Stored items
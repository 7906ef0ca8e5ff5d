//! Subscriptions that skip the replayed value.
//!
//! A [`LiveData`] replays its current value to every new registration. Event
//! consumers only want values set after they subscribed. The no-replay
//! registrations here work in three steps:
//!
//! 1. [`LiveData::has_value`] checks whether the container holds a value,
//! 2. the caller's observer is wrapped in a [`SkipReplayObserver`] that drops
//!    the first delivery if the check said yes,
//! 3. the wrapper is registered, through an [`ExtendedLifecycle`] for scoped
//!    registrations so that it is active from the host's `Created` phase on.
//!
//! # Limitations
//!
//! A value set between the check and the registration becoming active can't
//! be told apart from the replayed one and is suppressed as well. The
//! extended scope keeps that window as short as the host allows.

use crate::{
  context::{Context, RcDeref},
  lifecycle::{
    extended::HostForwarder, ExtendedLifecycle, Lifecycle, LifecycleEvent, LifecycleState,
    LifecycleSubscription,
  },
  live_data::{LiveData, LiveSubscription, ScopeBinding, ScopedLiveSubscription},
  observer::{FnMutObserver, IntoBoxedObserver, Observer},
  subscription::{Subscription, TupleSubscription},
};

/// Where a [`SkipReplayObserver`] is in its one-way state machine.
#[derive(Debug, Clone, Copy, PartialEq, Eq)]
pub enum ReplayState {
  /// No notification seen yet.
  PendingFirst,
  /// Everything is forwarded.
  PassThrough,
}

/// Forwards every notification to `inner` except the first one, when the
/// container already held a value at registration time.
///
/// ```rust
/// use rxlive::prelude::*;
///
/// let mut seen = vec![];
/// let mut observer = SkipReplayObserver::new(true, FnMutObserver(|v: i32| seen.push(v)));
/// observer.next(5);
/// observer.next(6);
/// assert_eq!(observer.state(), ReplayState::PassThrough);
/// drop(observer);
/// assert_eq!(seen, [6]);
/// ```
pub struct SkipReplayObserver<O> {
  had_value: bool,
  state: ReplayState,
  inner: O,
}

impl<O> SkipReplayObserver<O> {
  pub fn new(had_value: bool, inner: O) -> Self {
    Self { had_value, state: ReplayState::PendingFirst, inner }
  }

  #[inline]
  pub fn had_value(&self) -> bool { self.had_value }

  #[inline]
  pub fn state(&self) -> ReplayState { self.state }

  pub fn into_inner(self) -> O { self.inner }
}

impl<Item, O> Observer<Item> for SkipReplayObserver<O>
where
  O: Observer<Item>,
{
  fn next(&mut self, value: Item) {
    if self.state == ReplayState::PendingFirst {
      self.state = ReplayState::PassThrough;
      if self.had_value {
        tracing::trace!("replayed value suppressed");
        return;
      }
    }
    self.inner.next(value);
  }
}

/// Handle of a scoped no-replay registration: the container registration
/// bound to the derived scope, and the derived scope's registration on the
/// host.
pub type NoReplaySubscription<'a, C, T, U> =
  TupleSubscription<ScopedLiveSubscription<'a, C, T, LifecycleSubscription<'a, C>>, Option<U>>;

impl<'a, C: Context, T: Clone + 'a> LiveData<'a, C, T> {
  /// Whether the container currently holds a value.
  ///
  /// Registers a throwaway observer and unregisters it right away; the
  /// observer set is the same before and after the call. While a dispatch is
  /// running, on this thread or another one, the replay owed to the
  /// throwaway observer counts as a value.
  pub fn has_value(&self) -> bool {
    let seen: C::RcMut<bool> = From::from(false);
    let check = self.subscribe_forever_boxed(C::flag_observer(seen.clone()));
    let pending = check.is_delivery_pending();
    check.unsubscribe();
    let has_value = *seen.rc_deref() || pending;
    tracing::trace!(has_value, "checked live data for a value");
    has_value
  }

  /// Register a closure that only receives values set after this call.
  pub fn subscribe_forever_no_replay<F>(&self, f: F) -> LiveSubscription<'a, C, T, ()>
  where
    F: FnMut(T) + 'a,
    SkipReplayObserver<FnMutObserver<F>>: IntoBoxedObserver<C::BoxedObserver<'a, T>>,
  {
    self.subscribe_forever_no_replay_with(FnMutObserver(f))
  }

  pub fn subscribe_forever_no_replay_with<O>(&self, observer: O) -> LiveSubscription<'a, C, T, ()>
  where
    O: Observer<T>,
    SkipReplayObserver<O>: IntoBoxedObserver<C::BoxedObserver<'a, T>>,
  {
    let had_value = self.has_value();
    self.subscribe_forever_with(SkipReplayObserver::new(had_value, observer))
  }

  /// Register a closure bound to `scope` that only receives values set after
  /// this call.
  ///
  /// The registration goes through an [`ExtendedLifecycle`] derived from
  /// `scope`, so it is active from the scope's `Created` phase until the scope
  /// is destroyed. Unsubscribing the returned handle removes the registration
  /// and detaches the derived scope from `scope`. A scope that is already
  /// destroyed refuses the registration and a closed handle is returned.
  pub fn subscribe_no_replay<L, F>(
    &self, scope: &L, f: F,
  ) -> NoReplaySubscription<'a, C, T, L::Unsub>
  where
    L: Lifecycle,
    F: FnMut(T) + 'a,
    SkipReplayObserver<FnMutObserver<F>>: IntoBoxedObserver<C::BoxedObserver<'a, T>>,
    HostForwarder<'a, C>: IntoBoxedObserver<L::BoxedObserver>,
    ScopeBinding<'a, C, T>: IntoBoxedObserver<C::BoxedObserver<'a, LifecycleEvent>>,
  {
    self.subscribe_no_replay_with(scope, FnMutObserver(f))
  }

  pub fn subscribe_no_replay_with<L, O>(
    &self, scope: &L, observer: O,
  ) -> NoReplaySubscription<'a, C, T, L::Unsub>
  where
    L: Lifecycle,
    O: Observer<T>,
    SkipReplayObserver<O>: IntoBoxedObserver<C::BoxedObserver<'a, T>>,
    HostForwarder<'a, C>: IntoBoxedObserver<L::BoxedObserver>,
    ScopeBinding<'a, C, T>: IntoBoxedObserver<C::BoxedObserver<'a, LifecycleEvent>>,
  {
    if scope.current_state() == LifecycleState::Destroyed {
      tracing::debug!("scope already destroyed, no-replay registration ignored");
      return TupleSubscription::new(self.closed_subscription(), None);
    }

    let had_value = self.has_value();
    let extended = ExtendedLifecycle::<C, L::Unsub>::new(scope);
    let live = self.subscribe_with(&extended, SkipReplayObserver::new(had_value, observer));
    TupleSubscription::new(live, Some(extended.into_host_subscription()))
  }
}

# WHAT IS NEEDED
When you find a line in the records that contains the word "only", copy it.

# RESPONSE AREA
//! consumers only want values set after they subscribed. The no-replay
  /// Register a closure that only receives values set after this call.
  /// Register a closure bound to `scope` that only receives values set after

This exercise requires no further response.